When you reach the records below, repeat each one exactly as written.

Available data ->
===

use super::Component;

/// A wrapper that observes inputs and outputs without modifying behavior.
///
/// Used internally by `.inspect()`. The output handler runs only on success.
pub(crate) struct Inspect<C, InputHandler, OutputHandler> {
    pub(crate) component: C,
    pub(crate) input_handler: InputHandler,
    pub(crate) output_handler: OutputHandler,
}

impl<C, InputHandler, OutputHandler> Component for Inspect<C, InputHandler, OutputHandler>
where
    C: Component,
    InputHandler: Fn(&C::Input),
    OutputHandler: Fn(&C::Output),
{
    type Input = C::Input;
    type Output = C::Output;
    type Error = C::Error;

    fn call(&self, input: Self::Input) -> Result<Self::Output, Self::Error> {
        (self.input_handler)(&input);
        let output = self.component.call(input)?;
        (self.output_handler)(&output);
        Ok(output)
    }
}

===

Task output ->
use super::Component;

/// A wrapper that observes inputs and outputs without modifying behavior.
///
/// Used internally by `.inspect()`. The output handler runs only on success.
pub(crate) struct Inspect<C, InputHandler, OutputHandler> {
    pub(crate) component: C,
    pub(crate) input_handler: InputHandler,
    pub(crate) output_handler: OutputHandler,
}

impl<C, InputHandler, OutputHandler> Component for Inspect<C, InputHandler, OutputHandler>
where
    C: Component,
    InputHandler: Fn(&C::Input),
    OutputHandler: Fn(&C::Output),
{
    type Input = C::Input;
    type Output = C::Output;
    type Error = C::Error;

    fn call(&self, input: Self::Input) -> Result<Self::Output, Self::Error> {
        (self.input_handler)(&input);
        let output = self.component.call(input)?;
        (self.output_handler)(&output);
        Ok(output)
    }
}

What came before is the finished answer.